Впрочем, войсковое начальство не всегда объявляло в кругу, куда именно назначен поход, а просто приговаривали: «…идти на море», или «собираться в поход». Это делали из опасения, чтобы не проведали азовцы. Для походного времени все казачество делилось по сумам: 10–20 человек держали в походе общую суму, в которой хранили как запасы, так и добычу. До сих пор уцелел между казаками этот обычай, как равно и самое название «одно-сум», в роде как бы – друг, товарищ. Жены таких казаков считаются тоже в свойстве: «Здравствуй, односумка!» говорят при встречах. Вообще, в старину казаки жили проще, дружнее и, как не озабоченные хозяйством, – веселее. В городках казаки обыкновенно собирались каждый день на площадь или к станичной избе.

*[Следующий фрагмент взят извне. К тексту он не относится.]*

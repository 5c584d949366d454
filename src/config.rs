//! # Configuration
//!
//! Settings for a [`SubkeyContext`](crate::SubkeyContext).
//!
//! ```json
//! {
//!   "allow_legacy_verification": false,
//!   "verbose_logging": false
//! }
//! ```
//!
//! Missing fields take their defaults; unknown fields are rejected.

use serde::{Deserialize, Serialize};

use crate::error::Result;

/// Configuration for a subkey context
#[derive(Debug, Clone, Default, PartialEq, Eq, Serialize, Deserialize)]
#[serde(default, deny_unknown_fields)]
pub struct SubkeyConfig {
    /// Permit `verify_legacy`, which checks master certifications with the
    /// lenient RFC 8032 rules. Off by default.
    pub allow_legacy_verification: bool,
    /// Log rejected signatures at `warn` instead of `debug`
    pub verbose_logging: bool,
}

impl SubkeyConfig {
    /// Parse a JSON configuration document
    pub fn from_json(json: &str) -> Result<Self> {
        Ok(serde_json::from_str(json)?)
    }

    /// Opt into legacy master verification
    pub fn with_legacy_verification(mut self) -> Self {
        self.allow_legacy_verification = true;
        self
    }

    /// Log rejected signatures at `warn`
    pub fn with_verbose_logging(mut self) -> Self {
        self.verbose_logging = true;
        self
    }
}
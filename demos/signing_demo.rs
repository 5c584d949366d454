//! # Delegated Signing Demo
//!
//! Walks through signing with a certified ephemeral subkey, synchronously
//! and through an external certifier.
//!
//! ## Run
//!
//! ```bash
//! cargo run --example signing_demo
//! ```

use subkey_core::crypto::certify;
use subkey_core::{
    seal_master_key, CertificationReply, Envelope, MasterKeySource, SubkeyConfig, SubkeyContext,
};

fn main() {
    println!("=== Subkey Core: Delegated Signing Demo ===\n");

    let ctx = SubkeyContext::new(SubkeyConfig::default());

    // Step 1: Master key
    println!("Step 1: Loading the master key...");

    let seed: [u8; 32] = [42u8; 32]; // In production, load from secure storage
    let master = MasterKeySource::from(seed);
    let public = master.public_key().expect("Failed to derive master public key");

    println!("  Master public key (hex): {}", hex::encode(public));
    println!();

    // Step 2: Explain the envelope
    println!("Step 2: Understanding delegated signatures");
    println!();
    println!("  ┌─────────────────────────────────────────────────────────────┐");
    println!("  │                   DELEGATION FLOW                           │");
    println!("  ├─────────────────────────────────────────────────────────────┤");
    println!("  │                                                             │");
    println!("  │  ONCE PER MASTER KEY:                                      │");
    println!("  │                                                             │");
    println!("  │    Ephemeral ─► Master ─► keysig                           │");
    println!("  │    public key   Sign                                       │");
    println!("  │                                                             │");
    println!("  │  PER MESSAGE:                                              │");
    println!("  │                                                             │");
    println!("  │    SHA-224(Message) ─► Ephemeral Sign ─► sig               │");
    println!("  │                                                             │");
    println!("  │  ENVELOPE: {{ key, keysig, sig }}                            │");
    println!("  │                                                             │");
    println!("  │  The master key signs once; every message after that is    │");
    println!("  │  signed with the cheap, disposable subkey.                 │");
    println!("  │                                                             │");
    println!("  └─────────────────────────────────────────────────────────────┘");
    println!();

    // Step 3: Sign
    println!("Step 3: Signing a message...");

    let message = b"This message was sent by me and has not been tampered with.";
    println!("  Message: \"{}\"", String::from_utf8_lossy(message));

    let signature = ctx.sign(&master, message).expect("Failed to sign");
    let envelope = Envelope::from_bytes(&signature).expect("Failed to decode envelope");

    println!("  Envelope length: {} bytes", signature.len());
    println!("  Subkey (hex):    {}", hex::encode(&envelope.subkey));
    println!("  Keysig (hex):    {}...", hex::encode(&envelope.certification[..16]));
    println!("  Sig (hex):       {}...", hex::encode(&envelope.signature[..16]));
    println!();

    // Step 4: Verify
    println!("Step 4: Verifying the signature...");

    if ctx.verify(&public, &signature, message) {
        println!("  [OK] Signature is valid!");
    } else {
        println!("  [FAILED] Signature verification failed!");
    }
    println!();

    // Step 5: Forgery detection
    println!("Step 5: Forgery detection...");

    let tampered = b"This message was MODIFIED by an attacker!";
    if ctx.verify(&public, &signature, tampered) {
        println!("  [FAILED] Tampered message was accepted!");
    } else {
        println!("  [OK] Tampered message detected - signature invalid!");
    }

    let stranger = MasterKeySource::from([99u8; 32])
        .public_key()
        .expect("Failed to derive stranger public key");
    if ctx.verify(&stranger, &signature, message) {
        println!("  [FAILED] Wrong master key was accepted!");
    } else {
        println!("  [OK] Wrong master key detected - subkey not certified!");
    }
    println!();

    // Step 6: Passphrase-sealed master key
    println!("Step 6: Signing with a passphrase-sealed master key...");

    let sealed = seal_master_key(&seed, "correct horse").expect("Failed to seal key");
    let protected = MasterKeySource::with_passphrase(sealed, "correct horse");
    let sig = ctx.sign(&protected, message).expect("Failed to sign");
    println!(
        "  Valid under the same public key: {}",
        if ctx.verify(&public, &sig, message) { "[OK]" } else { "[FAILED]" }
    );
    println!();

    // Step 7: External certifier
    println!("Step 7: Signing through an external certifier...");

    let certifier = |master: &MasterKeySource, subkey: &[u8], reply: CertificationReply| {
        println!("  Certifier asked to certify {}", hex::encode(subkey));
        reply.resolve(certify(master, subkey));
    };

    let messages = [
        "Friend request accepted",
        "New message received",
        "Profile updated",
    ];

    for (i, msg) in messages.iter().enumerate() {
        let pending = ctx
            .sign_async(&master, msg.as_bytes(), &certifier)
            .expect("Failed to start signing");
        let sig = futures::executor::block_on(pending).expect("Certification failed");
        let valid = futures::executor::block_on(ctx.verify_async(&public, &sig, msg.as_bytes()));
        println!("  Message {}: \"{}\"", i + 1, msg);
        println!("    Valid: {}", if valid { "[OK]" } else { "[FAILED]" });
    }
    println!();

    // Step 8: Rotation
    println!("Step 8: Rotating subkeys...");

    ctx.clear_keys();
    let rotated = Envelope::from_bytes(&ctx.sign(&master, message).expect("Failed to sign"))
        .expect("Failed to decode envelope");
    println!("  New subkey (hex): {}", hex::encode(&rotated.subkey));
    println!(
        "  Old signature still valid: {}",
        if ctx.verify(&public, &signature, message) { "[OK]" } else { "[FAILED]" }
    );
    println!();

    println!("=== Example Complete ===");
}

Сидя кружком, казаки плели сети, слушали богатырские рассказы или пели богатырские песни, из которых каждая начиналась припевом: «Да взду-най-най ду-на-на, взду-най Дунай!» В Черкасске же всегда бывало большое стечение народа, нечто в роде ярмарки. Там толкались торговые люди из украинских городов, гостили проездом турецкие послы с многочисленной свитой, наезжали астраханцы, запорожцы, терские и яицкие казаки – кто за получением вестей, кто для воинского промысла, подыскивать удальцов. Сзади густой толпы народа донцы важно расхаживали, заломив набекрень шапки, при богатом оружии, в самом разнообразном одеянии. Один гуляет в лазоревом зипуне с жемчужным ожерельем, другой выступает в бархатном полукафтане, а на ногах у него простые лапти; третий – в смуром русском кафтанишке, зато у него сапоги расшиты золотом, шапка висит булатная, черкесская, за спиной богатый турецкий сайдак (лук), иной вместо плаща напялит узорчатый ковер. Вон, поглядите на того богатыря: как есть, в шелку да в бархате, уселся в грязь среди улицы и выводит так жалостливо про трех братьев, как они погибали в неволе, что, если кто послушает, прошибет слеза: это уж, наверно, запорожец, да еще подгулявший. Все, что тут есть – и турецкие в золотой оправе ружья, и булатные ножи с черенками из рыбьего зуба, бархат, шелк, атлас – все казачья добыча, своего ничего нет.